(Collected data entries)
==============================

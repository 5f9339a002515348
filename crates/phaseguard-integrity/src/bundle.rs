//! Rule bundles and their lock files.
//!
//! A bundle directory holds `bundle.toml` (the manifest, listing every file
//! in resolution order with its BLAKE3 digest) and `bundle.lock`, which pins
//! the ruleset hash of the resolved set. Staging re-hashes every file and
//! refuses on any disagreement.

use camino::{Utf8Component, Utf8Path, Utf8PathBuf};
use serde::{Deserialize, Serialize};
use std::collections::BTreeMap;

use phaseguard_utils::atomic_write::{read_optional, write_file_atomic};
use phaseguard_utils::canonicalization::blake3_hex;

use crate::error::IntegrityError;
use crate::hash::ruleset_hash;

pub const MANIFEST_FILE: &str = "bundle.toml";
pub const LOCK_FILE: &str = "bundle.lock";
pub const LOCK_VERSION: u32 = 1;

#[derive(Debug, Clone, PartialEq, Eq, Serialize, Deserialize)]
#[serde(deny_unknown_fields)]
pub struct BundleManifest {
    pub name: String,
    pub version: String,
    pub min_engine_version: String,
    #[serde(default)]
    pub compatibility: BTreeMap<String, bool>,
    /// Capability signals the bundle declares
    #[serde(default)]
    pub capabilities: BTreeMap<String, bool>,
    /// Files in resolution order
    #[serde(default, rename = "file")]
    pub files: Vec<ManifestFile>,
}

#[derive(Debug, Clone, PartialEq, Eq, Serialize, Deserialize)]
#[serde(deny_unknown_fields)]
pub struct ManifestFile {
    pub path: String,
    pub blake3: String,
}

/// Pins the resolved bundle.
#[derive(Debug, Clone, PartialEq, Eq, Serialize, Deserialize)]
#[serde(deny_unknown_fields)]
pub struct BundleLock {
    pub lock_version: u32,
    pub bundle: String,
    pub version: String,
    pub ruleset_hash: String,
}

/// A bundle that passed every staging check.
#[derive(Debug, Clone, PartialEq, Eq, Serialize, Deserialize)]
pub struct StagedBundle {
    pub dir: Utf8PathBuf,
    pub manifest: BundleManifest,
    /// `(path, blake3)` as observed on disk, in resolution order
    pub file_hashes: Vec<(String, String)>,
    pub ruleset_hash: String,
    /// BLAKE3 of the raw lock file
    pub lock_hash: String,
}

impl StagedBundle {
    /// `name@version`, as written into audit records.
    #[must_use]
    pub fn label(&self) -> String {
        format!("{}@{}", self.manifest.name, self.manifest.version)
    }
}

/// Verify a bundle directory: file digests against the manifest, the
/// ruleset hash against the lock, and the engine version floor.
pub fn stage(dir: &Utf8Path, engine_version: &str) -> Result<StagedBundle, IntegrityError> {
    let (manifest, file_hashes) = resolve(dir)?;
    let bundle = manifest.name.clone();

    if !version_at_least(engine_version, &manifest.min_engine_version) {
        return Err(IntegrityError::EngineTooOld {
            bundle,
            required: manifest.min_engine_version.clone(),
            engine: engine_version.to_string(),
        });
    }

    for ((path, actual), declared) in file_hashes.iter().zip(&manifest.files) {
        if !actual.eq_ignore_ascii_case(&declared.blake3) {
            return Err(IntegrityError::FileHashMismatch {
                bundle,
                path: path.clone(),
                expected: declared.blake3.clone(),
                actual: actual.clone(),
            });
        }
    }

    let computed = ruleset_hash(std::slice::from_ref(&manifest), std::slice::from_ref(&file_hashes))?;

    let lock_path = dir.join(LOCK_FILE);
    let Some(lock_text) = read_optional(&lock_path)? else {
        return Err(IntegrityError::LockMismatch {
            bundle,
            detail: format!("{LOCK_FILE} is missing"),
        });
    };
    let lock: BundleLock = toml::from_str(&lock_text).map_err(|e| IntegrityError::LockMismatch {
        bundle: bundle.clone(),
        detail: format!("{LOCK_FILE} does not parse: {e}"),
    })?;
    let lock_problem = if lock.lock_version != LOCK_VERSION {
        Some(format!("lock_version {} is not {LOCK_VERSION}", lock.lock_version))
    } else if lock.bundle != manifest.name || lock.version != manifest.version {
        Some(format!(
            "lock pins {}@{}, manifest is {}@{}",
            lock.bundle, lock.version, manifest.name, manifest.version
        ))
    } else if lock.ruleset_hash != computed {
        Some("ruleset hash differs from the pinned value".to_string())
    } else {
        None
    };
    if let Some(detail) = lock_problem {
        return Err(IntegrityError::LockMismatch { bundle, detail });
    }

    tracing::info!(bundle = %manifest.name, version = %manifest.version, ruleset_hash = %computed, "bundle staged");
    Ok(StagedBundle {
        dir: dir.to_path_buf(),
        manifest,
        file_hashes,
        ruleset_hash: computed,
        lock_hash: blake3_hex(lock_text.as_bytes()),
    })
}

/// Write `bundle.lock` pinning the bundle as it is on disk now.
pub fn lock_bundle(dir: &Utf8Path) -> Result<BundleLock, IntegrityError> {
    let (manifest, file_hashes) = resolve(dir)?;
    let lock = BundleLock {
        lock_version: LOCK_VERSION,
        bundle: manifest.name.clone(),
        version: manifest.version.clone(),
        ruleset_hash: ruleset_hash(std::slice::from_ref(&manifest), std::slice::from_ref(&file_hashes))?,
    };
    let text = toml::to_string(&lock).map_err(|e| IntegrityError::Manifest {
        dir: dir.to_string(),
        detail: e.to_string(),
    })?;
    write_file_atomic(&dir.join(LOCK_FILE), &text)?;
    Ok(lock)
}

fn resolve(dir: &Utf8Path) -> Result<(BundleManifest, Vec<(String, String)>), IntegrityError> {
    let manifest_err = |detail: String| IntegrityError::Manifest {
        dir: dir.to_string(),
        detail,
    };
    let text = read_optional(&dir.join(MANIFEST_FILE))?
        .ok_or_else(|| manifest_err(format!("{MANIFEST_FILE} is missing")))?;
    let manifest: BundleManifest =
        toml::from_str(&text).map_err(|e| manifest_err(e.to_string()))?;
    if manifest.files.is_empty() {
        return Err(manifest_err("manifest lists no files".to_string()));
    }

    let mut hashes = Vec::with_capacity(manifest.files.len());
    for file in &manifest.files {
        if !is_contained(&file.path) {
            return Err(IntegrityError::UnsafePath {
                bundle: manifest.name.clone(),
                path: file.path.clone(),
            });
        }
        let bytes = std::fs::read(dir.join(&file.path))
            .map_err(|e| manifest_err(format!("cannot read {}: {e}", file.path)))?;
        hashes.push((file.path.clone(), blake3_hex(&bytes)));
    }
    Ok((manifest, hashes))
}

fn is_contained(path: &str) -> bool {
    !path.is_empty()
        && !path.contains('\\')
        && Utf8Path::new(path)
            .components()
            .all(|c| matches!(c, Utf8Component::Normal(_) | Utf8Component::CurDir))
}

/// Dotted numeric comparison; missing components count as zero.
#[must_use]
pub fn version_at_least(have: &str, need: &str) -> bool {
    fn parts(v: &str) -> Vec<u64> {
        v.trim()
            .trim_start_matches('v')
            .split(['.', '-', '+'])
            .map_while(|p| p.parse().ok())
            .collect()
    }
    let (mut have, mut need) = (parts(have), parts(need));
    let len = have.len().max(need.len());
    have.resize(len, 0);
    need.resize(len, 0);
    have >= need
}

#[cfg(test)]
pub(crate) mod fixtures {
    use super::*;

    /// Write a one-file bundle and lock it.
    pub(crate) fn write_bundle(dir: &Utf8Path, version: &str, rules: &str) {
        std::fs::create_dir_all(dir).unwrap();
        std::fs::write(dir.join("rules.md"), rules).unwrap();
        let manifest = format!(
            "name = \"core\"\nversion = \"{version}\"\nmin_engine_version = \"1.0.0\"\n\n\
             [capabilities]\nstructured-evidence = true\n\n\
             [[file]]\npath = \"rules.md\"\nblake3 = \"{}\"\n",
            blake3_hex(rules.as_bytes())
        );
        std::fs::write(dir.join(MANIFEST_FILE), manifest).unwrap();
        lock_bundle(dir).unwrap();
    }
}

#[cfg(test)]
mod tests {
    use super::fixtures::write_bundle;
    use super::*;
    use tempfile::TempDir;

    fn utf8(dir: &TempDir) -> Utf8PathBuf {
        Utf8PathBuf::from_path_buf(dir.path().join("core")).unwrap()
    }

    #[test]
    fn test_stage_accepts_locked_bundle() {
        let tmp = TempDir::new().unwrap();
        let dir = utf8(&tmp);
        write_bundle(&dir, "1.0.0", "rule one");
        let staged = stage(&dir, "1.0.0").unwrap();
        assert_eq!(staged.label(), "core@1.0.0");
        assert_eq!(staged.file_hashes.len(), 1);
        assert_eq!(staged.ruleset_hash.len(), 64);
    }

    #[test]
    fn test_stage_detects_edited_file() {
        let tmp = TempDir::new().unwrap();
        let dir = utf8(&tmp);
        write_bundle(&dir, "1.0.0", "rule one");
        std::fs::write(dir.join("rules.md"), "rule one, edited").unwrap();
        let err = stage(&dir, "1.0.0").unwrap_err();
        assert!(matches!(err, IntegrityError::FileHashMismatch { .. }));
        assert_eq!(err.trigger(), Some(crate::lifecycle::RollbackTrigger::IntegrityMismatch));
    }

    #[test]
    fn test_stage_detects_stale_lock() {
        let tmp = TempDir::new().unwrap();
        let dir = utf8(&tmp);
        write_bundle(&dir, "1.0.0", "rule one");
        let mut lock: BundleLock =
            toml::from_str(&std::fs::read_to_string(dir.join(LOCK_FILE)).unwrap()).unwrap();
        lock.ruleset_hash = "0".repeat(64);
        std::fs::write(dir.join(LOCK_FILE), toml::to_string(&lock).unwrap()).unwrap();
        assert!(matches!(stage(&dir, "1.0.0"), Err(IntegrityError::LockMismatch { .. })));
    }

    #[test]
    fn test_stage_enforces_engine_floor() {
        let tmp = TempDir::new().unwrap();
        let dir = utf8(&tmp);
        write_bundle(&dir, "1.0.0", "rule one");
        let err = stage(&dir, "0.9.4").unwrap_err();
        let (code, payload) = err.reason();
        assert_eq!(code, phaseguard_reason::ReasonCode::BundleIncompatible);
        assert_eq!(payload["bundle"], "core");
    }

    #[test]
    fn test_unsafe_paths_are_refused() {
        assert!(is_contained("rules/a.md"));
        assert!(!is_contained("../a.md"));
        assert!(!is_contained("/etc/passwd"));
        assert!(!is_contained("rules\\a.md"));
        assert!(!is_contained(""));
    }

    #[test]
    fn test_version_compare() {
        assert!(version_at_least("1.0.0", "1.0"));
        assert!(version_at_least("1.10.0", "1.9.9"));
        assert!(!version_at_least("1.0.0", "1.0.1"));
        assert!(version_at_least("v2.0.0-rc1", "2.0.0"));
    }
}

==============================

*To do*
Go line by line through the records above and copy each one containing "self".

*Expected output*
    pub fn label(&self) -> String {
        format!("{}@{}", self.manifest.name, self.manifest.version)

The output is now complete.